Gottes Initiative...

Als Sehende empfinden wir nicht nur, wir nehmen nicht nur eine Botschaft und etwas von ihrem Sender wahr, sondern ihn selbst. Jedenfalls meinen wir das. Ein Durchgang durch die Bibel zeigt zweierlei: dass Gott in seiner Erhabenheit (2) von Menschen nicht gesehen werden kann - und dass er es sich nicht nehmen lässt, dies endlich zu ändern.

Im Paradies zerreisst die erste Sünde das harmonische Miteinander, das sich Gott für seine Geschöpfe ausgedacht hat: Adam und Eva verstecken sich vor seinem Angesicht (3). Die Augen gehen ihnen auf; sie nehmen den Verlust ihrer Unschuld wahr, erkennen ihre Nacktheit und müssen den Garten verlassen, in dem Gott zu spazieren beliebt (4).

...zur Heilung des Risses

Abraham lernt Gott, der mit ihm spricht, in einer einzigartigen Weise kennen und wird von ihm besucht, in Gestalt von drei Männern (5). So persönlich Gott seinem Freund begegnet, der ihm grenzenlos vertraut, so majestätisch zeigt er sich den Israeliten am Sinai. Denn er ist im Himmel (6). In einer Wolke, im Feuer, unter furchterregendem Donner, kommt er herab zum Berg, auf den Mose steigt, um seinen Willen für sein Volk zu vernehmen und die Gebote zu empfangen (7).

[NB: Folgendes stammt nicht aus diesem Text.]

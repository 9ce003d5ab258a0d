use crate::err::{DecodeWarning, Result};
use crate::header::{ManifestHeader, SectionEntry};
use crate::placeholder::PlaceholderTable;
use crate::sections::{
    Directories, Files, Links, RegistryHives, RegistryKeys, StringTable, decode_directories,
    decode_files, decode_links, decode_registry_hives, decode_registry_keys, decode_strings,
};
use crate::utils::ByteCursor;

use log::{debug, info, warn};
use serde::Serialize;

#[derive(Debug, Clone, PartialEq, Eq)]
pub struct DecoderSettings {
    placeholders: PlaceholderTable,
    allow_duplicate_ids: bool,
    parallel: bool,
}

impl Default for DecoderSettings {
    fn default() -> Self {
        DecoderSettings {
            placeholders: PlaceholderTable::ce_directories(),
            allow_duplicate_ids: false,
            parallel: false,
        }
    }
}

impl DecoderSettings {
    pub fn new() -> Self {
        DecoderSettings::default()
    }

    /// Sets the table used to expand `%TOKEN%`s in directory paths and link base directories.
    pub fn placeholders(mut self, placeholders: PlaceholderTable) -> Self {
        self.placeholders = placeholders;
        self
    }

    /// When set, a repeated ID inside a section overwrites the earlier record instead of
    /// failing with `DuplicateId`.
    pub fn allow_duplicate_ids(mut self, allow_duplicate_ids: bool) -> Self {
        self.allow_duplicate_ids = allow_duplicate_ids;
        self
    }

    /// Decode DIRS, FILES and REGHIVES concurrently once STRINGS is available.
    /// Has no effect unless the crate is built with the `multithreading` feature.
    pub fn parallel(mut self, parallel: bool) -> Self {
        if parallel && !cfg!(feature = "multithreading") {
            warn!(
                "Parallel decoding requested, but the library was compiled without the `multithreading` feature"
            );
        }
        self.parallel = parallel;
        self
    }

    pub fn placeholder_table(&self) -> &PlaceholderTable {
        &self.placeholders
    }

    pub fn allows_duplicate_ids(&self) -> bool {
        self.allow_duplicate_ids
    }

    pub fn is_parallel(&self) -> bool {
        self.parallel
    }
}

/// A fully decoded setup manifest.
#[derive(Debug, Clone, PartialEq, Eq, Serialize)]
pub struct SetupManifest {
    pub header: ManifestHeader,
    pub app_name: String,
    pub provider: String,
    pub strings: StringTable,
    pub directories: Directories,
    pub files: Files,
    pub registry_hives: RegistryHives,
    pub registry_keys: RegistryKeys,
    pub links: Links,
    /// Non-fatal findings, in the order they were encountered.
    pub warnings: Vec<DecodeWarning>,
}

/// Outputs of the sections that only depend on the string table.
struct IndependentSections {
    directories: Directories,
    files: Files,
    registry_hives: RegistryHives,
    hive_warnings: Vec<DecodeWarning>,
}

fn section_cursor<'a>(
    data: &'a [u8],
    entry: SectionEntry,
    what: &'static str,
) -> Result<ByteCursor<'a>> {
    let mut cursor = ByteCursor::new(data);
    // Empty sections are never read, so their (often zero or stale) offset is not checked.
    if entry.count > 0 {
        cursor.seek(u64::from(entry.offset), what)?;
    }
    Ok(cursor)
}

impl SetupManifest {
    /// Decode a manifest held entirely in memory.
    pub fn parse(data: &[u8]) -> Result<SetupManifest> {
        Self::parse_with_settings(data, &DecoderSettings::default())
    }

    pub fn parse_with_settings(data: &[u8], settings: &DecoderSettings) -> Result<SetupManifest> {
        let mut cursor = ByteCursor::new(data);
        let header = ManifestHeader::from_cursor(&mut cursor)?;

        let mut warnings = Vec::new();
        if !header.architecture.is_known() {
            let warning = DecodeWarning::UnknownArchitecture {
                value: header.architecture.code(),
                offset: 20,
            };
            warn!("{warning}");
            warnings.push(warning);
        }

        let (app_name, provider) = header.read_app_strings(&mut cursor)?;
        info!("Decoding manifest for {app_name:?} by {provider:?}");

        let sections = header.sections;
        let strings = decode_strings(
            &mut section_cursor(data, sections.strings, "STRINGS offset")?,
            sections.strings,
            settings,
        )?;

        let independent = if settings.is_parallel() {
            Self::decode_independent_parallel(data, &header, &strings, settings)?
        } else {
            Self::decode_independent(data, &header, &strings, settings)?
        };
        warnings.extend(independent.hive_warnings);

        let unsupported = decode_registry_keys(sections.registry_keys);
        warn!("While reading REGKEYS: {unsupported}");
        let registry_keys = RegistryKeys::Unsupported {
            declared_count: sections.registry_keys.count,
            offset: sections.registry_keys.offset,
        };

        let links = decode_links(
            &mut section_cursor(data, sections.links, "LINKS offset")?,
            sections.links,
            &strings,
            &independent.directories,
            &independent.files,
            settings,
            &mut warnings,
        )?;

        debug!(
            "Decoded {} strings, {} dirs, {} files, {} hives, {} links ({} warnings)",
            strings.len(),
            independent.directories.len(),
            independent.files.len(),
            independent.registry_hives.len(),
            links.len(),
            warnings.len()
        );

        Ok(SetupManifest {
            header,
            app_name,
            provider,
            strings,
            directories: independent.directories,
            files: independent.files,
            registry_hives: independent.registry_hives,
            registry_keys,
            links,
            warnings,
        })
    }

    fn decode_independent(
        data: &[u8],
        header: &ManifestHeader,
        strings: &StringTable,
        settings: &DecoderSettings,
    ) -> Result<IndependentSections> {
        let sections = header.sections;
        let directories = decode_directories(
            &mut section_cursor(data, sections.directories, "DIRS offset")?,
            sections.directories,
            strings,
            settings,
        )?;
        let files = decode_files(
            &mut section_cursor(data, sections.files, "FILES offset")?,
            sections.files,
            settings,
        )?;
        let mut hive_warnings = Vec::new();
        let registry_hives = decode_registry_hives(
            &mut section_cursor(data, sections.registry_hives, "REGHIVES offset")?,
            sections.registry_hives,
            strings,
            settings,
            &mut hive_warnings,
        )?;

        Ok(IndependentSections {
            directories,
            files,
            registry_hives,
            hive_warnings,
        })
    }

    #[cfg(feature = "multithreading")]
    fn decode_independent_parallel(
        data: &[u8],
        header: &ManifestHeader,
        strings: &StringTable,
        settings: &DecoderSettings,
    ) -> Result<IndependentSections> {
        let sections = header.sections;

        let (directories, (files, hives)) = rayon::join(
            || -> Result<Directories> {
                decode_directories(
                    &mut section_cursor(data, sections.directories, "DIRS offset")?,
                    sections.directories,
                    strings,
                    settings,
                )
            },
            || {
                rayon::join(
                    || -> Result<Files> {
                        decode_files(
                            &mut section_cursor(data, sections.files, "FILES offset")?,
                            sections.files,
                            settings,
                        )
                    },
                    || -> Result<(RegistryHives, Vec<DecodeWarning>)> {
                        let mut hive_warnings = Vec::new();
                        let hives = decode_registry_hives(
                            &mut section_cursor(
                                data,
                                sections.registry_hives,
                                "REGHIVES offset",
                            )?,
                            sections.registry_hives,
                            strings,
                            settings,
                            &mut hive_warnings,
                        )?;
                        Ok((hives, hive_warnings))
                    },
                )
            },
        );

        // Report errors in the same order a sequential decode would hit them.
        let directories = directories?;
        let files = files?;
        let (registry_hives, hive_warnings) = hives?;

        Ok(IndependentSections {
            directories,
            files,
            registry_hives,
            hive_warnings,
        })
    }

    #[cfg(not(feature = "multithreading"))]
    fn decode_independent_parallel(
        data: &[u8],
        header: &ManifestHeader,
        strings: &StringTable,
        settings: &DecoderSettings,
    ) -> Result<IndependentSections> {
        Self::decode_independent(data, header, strings, settings)
    }
}

#[cfg(test)]
mod tests {
    use super::*;
    use crate::ensure_env_logger_initialized;
    use crate::err::ErrorKind;
    use crate::header::{Architecture, OsVersion, SectionTable, StringSpan};
    use pretty_assertions::assert_eq;

    fn header(sections: SectionTable) -> ManifestHeader {
        ManifestHeader {
            total_size: 0,
            reserved: [0; 3],
            architecture: Architecture::Arm920,
            min_version: OsVersion {
                major: 4,
                minor: 0,
                build: 0,
            },
            max_version: OsVersion {
                major: 5,
                minor: 0,
                build: 0,
            },
            sections,
            app_name: StringSpan {
                offset: 100,
                length: 3,
            },
            provider: StringSpan {
                offset: 103,
                length: 0,
            },
            padding: [0; 8],
        }
    }

    fn manifest_bytes(sections: SectionTable, body: &[u8]) -> Vec<u8> {
        let mut data = header(sections).to_bytes().to_vec();
        data.extend_from_slice(b"App");
        data.extend_from_slice(body);
        data
    }

    #[test]
    fn test_default_settings() {
        let settings = DecoderSettings::default();
        assert_eq!(settings.placeholder_table(), &PlaceholderTable::ce_directories());
        assert!(!settings.allows_duplicate_ids());
        assert!(!settings.is_parallel());
    }

    #[test]
    fn test_header_only_manifest() {
        ensure_env_logger_initialized();
        let sections = SectionTable {
            files: SectionEntry {
                count: 0,
                offset: 0xFFFF_FFFF,
            },
            ..SectionTable::default()
        };
        let data = manifest_bytes(sections, &[]);

        let manifest = SetupManifest::parse(&data).unwrap();
        assert_eq!(manifest.app_name, "App");
        assert_eq!(manifest.provider, "");
        assert!(manifest.strings.is_empty());
        assert!(manifest.files.is_empty());
        assert_eq!(
            manifest.registry_keys,
            RegistryKeys::Unsupported {
                declared_count: 0,
                offset: 0
            }
        );
        assert!(manifest.warnings.is_empty());
    }

    #[test]
    fn test_sections_are_addressed_by_offset() {
        ensure_env_logger_initialized();
        // FILES is laid out before STRINGS; only the header offsets say where each one lives.
        let mut body = Vec::new();
        let files_offset = 103u32;
        for word in [1u16, 0, 0] {
            body.extend_from_slice(&word.to_le_bytes());
        }
        body.extend_from_slice(&0u32.to_le_bytes());
        body.extend_from_slice(&2u16.to_le_bytes());
        body.extend_from_slice(b"\\a");

        let strings_offset = files_offset + body.len() as u32;
        body.extend_from_slice(&7u16.to_le_bytes());
        body.extend_from_slice(&1u16.to_le_bytes());
        body.push(b'x');

        let sections = SectionTable {
            strings: SectionEntry {
                count: 1,
                offset: strings_offset,
            },
            files: SectionEntry {
                count: 1,
                offset: files_offset,
            },
            ..SectionTable::default()
        };
        let data = manifest_bytes(sections, &body);

        let manifest = SetupManifest::parse(&data).unwrap();
        assert_eq!(manifest.strings.get(7), Some("x"));
        assert_eq!(manifest.files[&1].destination_path, "\\a");
    }

    #[test]
    fn test_registry_keys_are_never_read() {
        ensure_env_logger_initialized();
        // The declared REGKEYS offset points far past the buffer; decoding still succeeds.
        let sections = SectionTable {
            registry_keys: SectionEntry {
                count: 3,
                offset: 0x7FFF_0000,
            },
            ..SectionTable::default()
        };
        let data = manifest_bytes(sections, &[]);

        let manifest = SetupManifest::parse(&data).unwrap();
        assert_eq!(
            manifest.registry_keys,
            RegistryKeys::Unsupported {
                declared_count: 3,
                offset: 0x7FFF_0000
            }
        );
    }

    #[test]
    fn test_links_fail_on_truncated_record() {
        let sections = SectionTable {
            links: SectionEntry {
                count: 1,
                offset: 103,
            },
            ..SectionTable::default()
        };
        let data = manifest_bytes(sections, &[1, 0, 0, 0]);

        let err = SetupManifest::parse(&data).unwrap_err();
        assert_eq!(err.kind(), ErrorKind::OutOfBounds);
        assert_eq!(err.offset(), 107);
    }
}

Die Israeliten dagegen sollen nicht enthusiastisch-fasziniert auf den Berg steigen; sie würden sterben (8). Zu den obersten Weisungen, die Gott am Sinai gibt, gehört das Verbot, Bilder von Gott zu fertigen (als hätte man ihn gesehen) und sie zu verehren. Ihm, dem Unbegreiflichen, der jenseits jeder abbildbaren Gestalt im Himmel existiert, gehört allein die Ehre (9). Wer sich Bilder von Gott macht, hat ihn verfehlt.

Vor-Schau

Der Bund, den Gott mit den Geboten den Israeliten schenkt, soll eine dauernde Gemeinschaft zwischen ihm und ihnen stiften. Als Vorwegnahme ihrer Vollendung dürfen Mose und 73 Vertreter des Volks auf dem Berg Gott kurz schauen - wie von unten: „Sie sahen den Gott Israels. Unter seinen Füssen war es wie eine Fläche von Saphir und wie der Himmel, wenn es klar ist" (10). Nach der Katastrophe des goldenen Kalbs gewährt Gott Mose, der darum bettelt, als Vergewisserung, persönlich eine Schau - von hinten. Denn „mein Angesicht kann man nicht sehen" (11).

In der Wolke

Dabei bleibt es lange, sehr lange. Wegen der unausrottbaren Neigung der Menschen, ihre eigenen Wege zu gehen, agiert Gott in der Folge durch seinen Engel, den Boten, der seine Worte ausrichtet und seinen Willen ausführt (12). Im Tempel in Jerusalem, den Salomo ihm errichtet, lässt er seinen Namen wohnen; seine Herrlichkeit, erlebt als eine undurchdringliche Wolke, erfüllt das Gebäude (13).

Visionen der Majestät

Zwei Propheten schauen Gott als den unnahbar Heiligen, der doch unbeirrbar an seinem Bund festhält - bezeichnenderweise in zwei Krisenzeiten. Während der Assyrerkönig Tiglat-Pileser unwiderstehlich, alle Gegner zermalmend, sein Grossreich errichtet und das Land bedroht, sieht Jesaja „den Herrn sitzen auf einem hohen und erhabenen Thron, und sein Saum füllte den Tempel. Serafim standen über ihm... und einer rief zum andern und sprach: ‚Heilig, heilig, heilig ist der Herr der Heerscharen; alle Lande sind seiner Ehre voll!' Und die Schwellen bebten von der Stimme ihres Rufens, und das Haus ward voll Rauch. Da sprach ich: ‚Weh mir, ich vergehe...!'" (14).

Finsternis

Sechs Generationen später provoziert die freche Missachtung von Gottes guten Geboten, die zu schreiendem Unrecht in seinem Land führt (15), zur Katastrophe: Fremde herrschen über das Volk. Die Babylonier haben das Land geplündert, Jerusalem erobert und die tüchtigen und gelehrten Leute nach Mesopotamien deportiert (16). Unter ihnen ist Hesekiel. Er hat eine Vision der Herrlichkeit Gottes, hoch über himmlischen Wesen, überallhin unterwegs (17). Sonst hören Propheten Gott und empfangen teils in Bildern, was er ihnen mitteilen will (18).

Kluft - nicht für ewig

Vorerst ist die Distanz zwischen den eigensinnigen sterblichen Menschen und dem ewigen Gott nicht überbrückbar. Aber er hält daran fest, dass eine andere Zeit kommen wird (19): „Ich will mit ihnen einen Bund des Friedens schliessen, der soll ein ewiger Bund mit ihnen sein... Ich will unter ihnen wohnen und will ihr Gott sein, und sie sollen mein Volk sein."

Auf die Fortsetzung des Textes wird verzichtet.